> _Exercise details_
Only a number is wanted here: how many lines in the records below contain the string "could".

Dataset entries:
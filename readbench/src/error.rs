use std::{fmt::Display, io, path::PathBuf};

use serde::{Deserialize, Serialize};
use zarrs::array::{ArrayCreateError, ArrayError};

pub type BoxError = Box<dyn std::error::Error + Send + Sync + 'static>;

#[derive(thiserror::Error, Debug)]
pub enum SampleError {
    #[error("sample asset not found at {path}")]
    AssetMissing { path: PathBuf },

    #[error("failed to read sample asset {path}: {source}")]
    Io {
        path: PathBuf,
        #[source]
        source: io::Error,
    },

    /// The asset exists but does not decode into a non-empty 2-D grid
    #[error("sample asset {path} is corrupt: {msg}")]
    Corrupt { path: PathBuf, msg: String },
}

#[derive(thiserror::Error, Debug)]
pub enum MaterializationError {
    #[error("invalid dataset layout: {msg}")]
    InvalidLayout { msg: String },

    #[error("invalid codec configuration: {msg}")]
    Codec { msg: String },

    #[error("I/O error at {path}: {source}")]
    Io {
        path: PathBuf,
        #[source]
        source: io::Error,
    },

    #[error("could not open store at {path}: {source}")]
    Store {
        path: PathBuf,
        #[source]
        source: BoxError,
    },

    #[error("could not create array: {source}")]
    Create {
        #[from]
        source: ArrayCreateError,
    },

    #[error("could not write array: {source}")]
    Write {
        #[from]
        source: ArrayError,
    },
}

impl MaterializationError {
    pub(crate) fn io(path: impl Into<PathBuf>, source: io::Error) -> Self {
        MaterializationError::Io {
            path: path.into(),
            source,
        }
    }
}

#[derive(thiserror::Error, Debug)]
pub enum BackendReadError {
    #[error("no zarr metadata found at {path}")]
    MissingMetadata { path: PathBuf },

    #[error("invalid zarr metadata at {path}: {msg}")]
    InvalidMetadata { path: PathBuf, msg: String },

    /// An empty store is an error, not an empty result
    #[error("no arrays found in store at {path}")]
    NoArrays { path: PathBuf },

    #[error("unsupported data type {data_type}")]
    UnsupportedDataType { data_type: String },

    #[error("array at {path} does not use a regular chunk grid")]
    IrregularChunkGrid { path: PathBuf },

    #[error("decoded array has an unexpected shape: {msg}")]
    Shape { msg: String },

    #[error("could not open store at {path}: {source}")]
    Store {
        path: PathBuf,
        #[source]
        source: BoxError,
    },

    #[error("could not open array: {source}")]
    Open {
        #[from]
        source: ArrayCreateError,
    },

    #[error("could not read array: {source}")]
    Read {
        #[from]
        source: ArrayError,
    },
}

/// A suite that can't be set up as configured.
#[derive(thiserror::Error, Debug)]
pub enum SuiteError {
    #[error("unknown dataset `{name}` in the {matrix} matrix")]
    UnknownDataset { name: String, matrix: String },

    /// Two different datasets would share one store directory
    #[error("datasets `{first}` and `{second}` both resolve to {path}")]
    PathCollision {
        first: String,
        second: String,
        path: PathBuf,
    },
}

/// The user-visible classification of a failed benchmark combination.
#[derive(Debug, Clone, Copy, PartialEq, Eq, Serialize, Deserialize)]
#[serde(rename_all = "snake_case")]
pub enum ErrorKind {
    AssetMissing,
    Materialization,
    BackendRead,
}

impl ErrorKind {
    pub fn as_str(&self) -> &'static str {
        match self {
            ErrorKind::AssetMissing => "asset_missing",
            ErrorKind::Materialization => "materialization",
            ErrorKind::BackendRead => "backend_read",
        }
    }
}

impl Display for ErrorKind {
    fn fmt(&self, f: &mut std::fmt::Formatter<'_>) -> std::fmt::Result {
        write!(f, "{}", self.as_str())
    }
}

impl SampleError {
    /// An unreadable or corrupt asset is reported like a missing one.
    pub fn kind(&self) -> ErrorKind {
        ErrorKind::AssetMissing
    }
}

==

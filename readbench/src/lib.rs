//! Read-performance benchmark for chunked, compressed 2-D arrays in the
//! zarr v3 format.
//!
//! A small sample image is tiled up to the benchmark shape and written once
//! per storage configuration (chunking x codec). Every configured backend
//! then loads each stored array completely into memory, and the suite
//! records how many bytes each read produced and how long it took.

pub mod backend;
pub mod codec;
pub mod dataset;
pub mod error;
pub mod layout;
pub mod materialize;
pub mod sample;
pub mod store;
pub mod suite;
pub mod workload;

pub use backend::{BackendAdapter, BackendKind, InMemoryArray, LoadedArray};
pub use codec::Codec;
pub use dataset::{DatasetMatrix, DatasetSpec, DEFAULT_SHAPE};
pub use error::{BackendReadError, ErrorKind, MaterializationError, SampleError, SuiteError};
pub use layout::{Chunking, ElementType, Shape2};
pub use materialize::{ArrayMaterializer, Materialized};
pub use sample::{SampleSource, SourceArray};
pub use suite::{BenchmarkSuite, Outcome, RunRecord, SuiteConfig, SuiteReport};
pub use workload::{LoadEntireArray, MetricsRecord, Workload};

> _Solved exercise_
6